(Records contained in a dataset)
========================================================================

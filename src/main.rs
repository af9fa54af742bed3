// Copyright (c) 2026, Chad Hogan
// All rights reserved.
//
// This source code is licensed under the BSD-3-Clause license found in the
// LICENSE file in the root directory of this source tree.

use anyhow::{bail, Context, Result};
use clap::{Args, Parser, Subcommand};
use nalgebra::Vector3;
use tracing_subscriber::EnvFilter;

use eikonal_jmm::jet::Jet3;
use eikonal_jmm::tetra_update::TetraUpdate;
use eikonal_jmm::tri_update::TriUpdate;

#[derive(Parser)]
#[command(name = "eikonal-jmm", about = "Solve a single jet marching local update")]
struct Cli {
    /// Log solver fallbacks to stderr (RUST_LOG overrides)
    #[arg(short = 'v', long, global = true)]
    verbose: bool,

    #[command(subcommand)]
    command: Command,
}

#[derive(Subcommand)]
enum Command {
    /// Edge update from two base points
    Tri(UpdateArgs),
    /// Face update from three base points
    Tetra(UpdateArgs),
}

#[derive(Args)]
struct UpdateArgs {
    /// Target point, comma-separated (e.g., 1,0.5,0)
    #[arg(long)]
    target: String,

    /// Base point, comma-separated (repeat once per base vertex)
    #[arg(long, num_args = 1)]
    base: Vec<String>,

    /// Base jet as f,fx,fy,fz (repeat once per base vertex, same order)
    #[arg(long, num_args = 1)]
    jet: Vec<String>,

    /// Also estimate the Hessian by central differences with this step
    /// (edge updates only)
    #[arg(long)]
    hessian_step: Option<f64>,
}

fn parse_floats(s: &str, what: &str, n: usize) -> Result<Vec<f64>> {
    let parts: Vec<f64> = s
        .split(',')
        .map(|p| p.trim().parse::<f64>())
        .collect::<std::result::Result<Vec<_>, _>>()
        .with_context(|| format!("invalid --{what}: expected comma-separated floats"))?;
    if parts.len() != n {
        bail!("--{} has {} components, expected {}", what, parts.len(), n);
    }
    Ok(parts)
}

fn parse_point(s: &str, what: &str) -> Result<Vector3<f64>> {
    let p = parse_floats(s, what, 3)?;
    Ok(Vector3::new(p[0], p[1], p[2]))
}

fn parse_jet(s: &str) -> Result<Jet3> {
    let p = parse_floats(s, "jet", 4)?;
    Ok(Jet3::new(p[0], Vector3::new(p[1], p[2], p[3])))
}

fn parse_base<const N: usize>(args: &UpdateArgs) -> Result<([Vector3<f64>; N], [Jet3; N])> {
    if args.base.len() != N {
        bail!("expected {} --base points, got {}", N, args.base.len());
    }
    if args.jet.len() != N {
        bail!("expected {} --jet values, got {}", N, args.jet.len());
    }
    let mut xs = [Vector3::zeros(); N];
    let mut jets = [Jet3::empty(); N];
    for i in 0..N {
        xs[i] = parse_point(&args.base[i], "base")?;
        jets[i] = parse_jet(&args.jet[i])?;
    }
    Ok((xs, jets))
}

fn print_jet(jet: &Jet3) {
    println!("value     = {:.15}", jet.f);
    println!(
        "gradient  = [{:.15}, {:.15}, {:.15}]",
        jet.df.x, jet.df.y, jet.df.z
    );
}

fn run_tri(args: &UpdateArgs) -> Result<()> {
    let x = parse_point(&args.target, "target")?;
    let (xs, jets) = parse_base::<2>(args)?;

    let mut update = TriUpdate::from_raw(x, xs, jets).context("failed to set up edge update")?;
    update.solve().context("edge update failed")?;

    if let Some(lam) = update.lambda() {
        println!("lambda    = {:.15}", lam);
    }
    print_jet(&update.jet()?);
    println!("interior  = {}", update.has_interior_point_solution());
    println!("causal    = {}", update.is_causal());
    println!("degenerate = {}", update.is_degenerate());

    if let Some(h) = args.hessian_step {
        let hess = update
            .approx_hessian(h)
            .context("finite difference Hessian failed")?;
        println!("hessian   =");
        for row in hess.row_iter() {
            println!("  [{:.10}, {:.10}, {:.10}]", row[0], row[1], row[2]);
        }
    }
    Ok(())
}

fn run_tetra(args: &UpdateArgs) -> Result<()> {
    if args.hessian_step.is_some() {
        bail!("--hessian-step is only supported for edge updates");
    }
    let x = parse_point(&args.target, "target")?;
    let (xs, jets) = parse_base::<3>(args)?;

    let mut update = TetraUpdate::from_raw(x, xs, jets).context("failed to set up face update")?;
    update.solve(None).context("face update failed")?;

    if let Some(b) = update.bary() {
        println!("bary      = [{:.15}, {:.15}, {:.15}]", b[0], b[1], b[2]);
    }
    println!("iters     = {}", update.num_iters());
    print_jet(&update.jet()?);
    println!("interior  = {}", update.has_interior_point_solution());
    println!("backwards = {}", update.is_backwards());
    println!("degenerate = {}", update.is_degenerate());
    Ok(())
}

fn main() -> Result<()> {
    let cli = Cli::parse();

    let default_level = if cli.verbose { "debug" } else { "warn" };
    let filter = EnvFilter::try_from_default_env().unwrap_or_else(|_| EnvFilter::new(default_level));
    tracing_subscriber::fmt()
        .with_env_filter(filter)
        .with_writer(std::io::stderr)
        .init();

    match &cli.command {
        Command::Tri(args) => run_tri(args),
        Command::Tetra(args) => run_tetra(args),
    }
}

========================================================================

• [What to work on]: Each line above is to be repeated exactly.

• [Answer to this task]:
filename src/main.rs
repository af9fa54af742bed3
// Copyright (c) 2026, Chad Hogan
// All rights reserved.
//
// This source code is licensed under the BSD-3-Clause license found in the
// LICENSE file in the root directory of this source tree.

use anyhow::{bail, Context, Result};
use clap::{Args, Parser, Subcommand};
use nalgebra::Vector3;
use tracing_subscriber::EnvFilter;

use eikonal_jmm::jet::Jet3;
use eikonal_jmm::tetra_update::TetraUpdate;
use eikonal_jmm::tri_update::TriUpdate;

#[derive(Parser)]
#[command(name = "eikonal-jmm", about = "Solve a single jet marching local update")]
struct Cli {
    /// Log solver fallbacks to stderr (RUST_LOG overrides)
    #[arg(short = 'v', long, global = true)]
    verbose: bool,

    #[command(subcommand)]
    command: Command,
}

#[derive(Subcommand)]
enum Command {
    /// Edge update from two base points
    Tri(UpdateArgs),
    /// Face update from three base points
    Tetra(UpdateArgs),
}

#[derive(Args)]
struct UpdateArgs {
    /// Target point, comma-separated (e.g., 1,0.5,0)
    #[arg(long)]
    target: String,

    /// Base point, comma-separated (repeat once per base vertex)
    #[arg(long, num_args = 1)]
    base: Vec<String>,

    /// Base jet as f,fx,fy,fz (repeat once per base vertex, same order)
    #[arg(long, num_args = 1)]
    jet: Vec<String>,

    /// Also estimate the Hessian by central differences with this step
    /// (edge updates only)
    #[arg(long)]
    hessian_step: Option<f64>,
}

fn parse_floats(s: &str, what: &str, n: usize) -> Result<Vec<f64>> {
    let parts: Vec<f64> = s
        .split(',')
        .map(|p| p.trim().parse::<f64>())
        .collect::<std::result::Result<Vec<_>, _>>()
        .with_context(|| format!("invalid --{what}: expected comma-separated floats"))?;
    if parts.len() != n {
        bail!("--{} has {} components, expected {}", what, parts.len(), n);
    }
    Ok(parts)
}

fn parse_point(s: &str, what: &str) -> Result<Vector3<f64>> {
    let p = parse_floats(s, what, 3)?;
    Ok(Vector3::new(p[0], p[1], p[2]))
}

fn parse_jet(s: &str) -> Result<Jet3> {
    let p = parse_floats(s, "jet", 4)?;
    Ok(Jet3::new(p[0], Vector3::new(p[1], p[2], p[3])))
}

fn parse_base<const N: usize>(args: &UpdateArgs) -> Result<([Vector3<f64>; N], [Jet3; N])> {
    if args.base.len() != N {
        bail!("expected {} --base points, got {}", N, args.base.len());
    }
    if args.jet.len() != N {
        bail!("expected {} --jet values, got {}", N, args.jet.len());
    }
    let mut xs = [Vector3::zeros(); N];
    let mut jets = [Jet3::empty(); N];
    for i in 0..N {
        xs[i] = parse_point(&args.base[i], "base")?;
        jets[i] = parse_jet(&args.jet[i])?;
    }
    Ok((xs, jets))
}

fn print_jet(jet: &Jet3) {
    println!("value     = {:.15}", jet.f);
    println!(
        "gradient  = [{:.15}, {:.15}, {:.15}]",
        jet.df.x, jet.df.y, jet.df.z
    );
}

fn run_tri(args: &UpdateArgs) -> Result<()> {
    let x = parse_point(&args.target, "target")?;
    let (xs, jets) = parse_base::<2>(args)?;

    let mut update = TriUpdate::from_raw(x, xs, jets).context("failed to set up edge update")?;
    update.solve().context("edge update failed")?;

    if let Some(lam) = update.lambda() {
        println!("lambda    = {:.15}", lam);
    }
    print_jet(&update.jet()?);
    println!("interior  = {}", update.has_interior_point_solution());
    println!("causal    = {}", update.is_causal());
    println!("degenerate = {}", update.is_degenerate());

    if let Some(h) = args.hessian_step {
        let hess = update
            .approx_hessian(h)
            .context("finite difference Hessian failed")?;
        println!("hessian   =");
        for row in hess.row_iter() {
            println!("  [{:.10}, {:.10}, {:.10}]", row[0], row[1], row[2]);
        }
    }
    Ok(())
}

fn run_tetra(args: &UpdateArgs) -> Result<()> {
    if args.hessian_step.is_some() {
        bail!("--hessian-step is only supported for edge updates");
    }
    let x = parse_point(&args.target, "target")?;
    let (xs, jets) = parse_base::<3>(args)?;

    let mut update = TetraUpdate::from_raw(x, xs, jets).context("failed to set up face update")?;
    update.solve(None).context("face update failed")?;

    if let Some(b) = update.bary() {
        println!("bary      = [{:.15}, {:.15}, {:.15}]", b[0], b[1], b[2]);
    }
    println!("iters     = {}", update.num_iters());
    print_jet(&update.jet()?);
    println!("interior  = {}", update.has_interior_point_solution());
    println!("backwards = {}", update.is_backwards());
    println!("degenerate = {}", update.is_degenerate());
    Ok(())
}

fn main() -> Result<()> {
    let cli = Cli::parse();

    let default_level = if cli.verbose { "debug" } else { "warn" };
    let filter = EnvFilter::try_from_default_env().unwrap_or_else(|_| EnvFilter::new(default_level));
    tracing_subscriber::fmt()
        .with_env_filter(filter)
        .with_writer(std::io::stderr)
        .init();

    match &cli.command {
        Command::Tri(args) => run_tri(args),
        Command::Tetra(args) => run_tetra(args),
    }
}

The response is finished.